Abstracts

Rationale: Recent evidence of key synchrony dynamics between hippocampi and thalamus in an acute limbic epilepsy model in rats has been reported from our laboratory. However, the relevance of this newfound dynamic to a chronic model of epilepsy that might more closely model clinical cases of limbic epilepsy has not yet been demonstrated.Methods: Electrodes were implanted in the CA3 region of both hippocampi and in the anteromedial nucleus of the right thalamus in young adult male Sprague-Dawley rats. In the acute model, kainic acid (KA; 5nmol) was injected through a microcannula directly into the right hippocampus. Recordings were made in acute animals under general sedation within 8 hours of KA injection.

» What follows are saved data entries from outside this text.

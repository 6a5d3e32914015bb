// SPDX-FileCopyrightText: 2025 Jason Pena <jasonpena@awkless.com>
// SPDX-License-Identifier: MIT

//! Typed Git invocations.
//!
//! Git is treated as an opaque external command. Each method below maps to
//! exactly one Git invocation, and reports its exit status and combined
//! output without interpreting it further.

use crate::syscall::{CommandOutput, Syscall, SystemCall};

use std::{
    ffi::{OsStr, OsString},
    path::Path,
    sync::Arc,
};

/// Git binary driven through a [`Syscall`].
#[derive(Debug)]
pub struct Git<S = SystemCall>
where
    S: Syscall,
{
    syscall: Arc<S>,
    program: OsString,
}

impl<S> Clone for Git<S>
where
    S: Syscall,
{
    fn clone(&self) -> Self {
        Self {
            syscall: Arc::clone(&self.syscall),
            program: self.program.clone(),
        }
    }
}

impl<S> Git<S>
where
    S: Syscall,
{
    /// Construct new Git driver using the `git` binary on `PATH`.
    pub fn new(syscall: S) -> Self {
        Self::with_shared(Arc::new(syscall))
    }

    pub fn with_shared(syscall: Arc<S>) -> Self {
        Self {
            syscall,
            program: "git".into(),
        }
    }

    /// Clone `url` into `dir`, running from `parent`.
    pub fn clone_into(&self, parent: &Path, url: &str, dir: &Path) -> CommandOutput {
        self.call(
            parent,
            [OsStr::new("clone"), OsStr::new(url), dir.as_os_str()],
        )
    }

    pub fn fetch(&self, dir: &Path) -> CommandOutput {
        self.call(dir, ["fetch"])
    }

    pub fn pull(&self, dir: &Path) -> CommandOutput {
        self.call(dir, ["pull"])
    }

    /// Top level directory of the work tree containing `dir`.
    pub fn toplevel(&self, dir: &Path) -> CommandOutput {
        self.call(dir, ["rev-parse", "--show-toplevel"])
    }

    /// List remotes with their URLs.
    pub fn remote_verbose(&self, dir: &Path) -> CommandOutput {
        self.call(dir, ["remote", "-v"])
    }

    pub fn remote_add(&self, dir: &Path, name: &str, url: &str) -> CommandOutput {
        self.call(dir, ["remote", "add", name, url])
    }

    pub fn remote_set_url(&self, dir: &Path, name: &str, url: &str) -> CommandOutput {
        self.call(dir, ["remote", "set-url", name, url])
    }

    pub fn remote_remove(&self, dir: &Path, name: &str) -> CommandOutput {
        self.call(dir, ["remote", "remove", name])
    }

    /// Short branch and working tree status.
    pub fn status(&self, dir: &Path) -> CommandOutput {
        self.call(dir, ["status", "--short", "--branch"])
    }

    fn call(
        &self,
        cwd: &Path,
        args: impl IntoIterator<Item = impl AsRef<OsStr>>,
    ) -> CommandOutput {
        let args = args
            .into_iter()
            .map(|arg| arg.as_ref().to_os_string())
            .collect::<Vec<_>>();
        self.syscall.call(cwd, &self.program, &args)
    }
}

In contrast, chronic animals were induced by i.p. injections of pilocarpine (10mg/kg) following pretreatment with LiCl and allowed to undergo status epilepticus for 90 min before diazepam i.p. injection (10mg/kg). Following a latency period and subsequent onset of spontaneous seizures, intracranial electrode activity was recorded during and between seizures in awake, freely-moving animals.Results: In the chronic animals, low frequency (25-35Hz) synchrony was repeatedly observed between hippocampus and thalamus at or before onset of full spontaneous seizures. High frequency (130-145Hz) synchrony was seen between these brain sites as seizures naturally terminated. This behavior of strong coherence in electrical activity between these structures was shown to occur at nearly identical frequency ranges as that of acute models during the same stages in seizure evolution.Conclusions: These findings of similarity in electrophysiological behavior during seizures between two significantly different models of limbic epilepsy suggest that this may be a critical component of the mechanisms by which seizures arise and naturally resolve. This information may provide important insight into how seizures might be disrupted or prevented using electrical or other perturbations to the brain.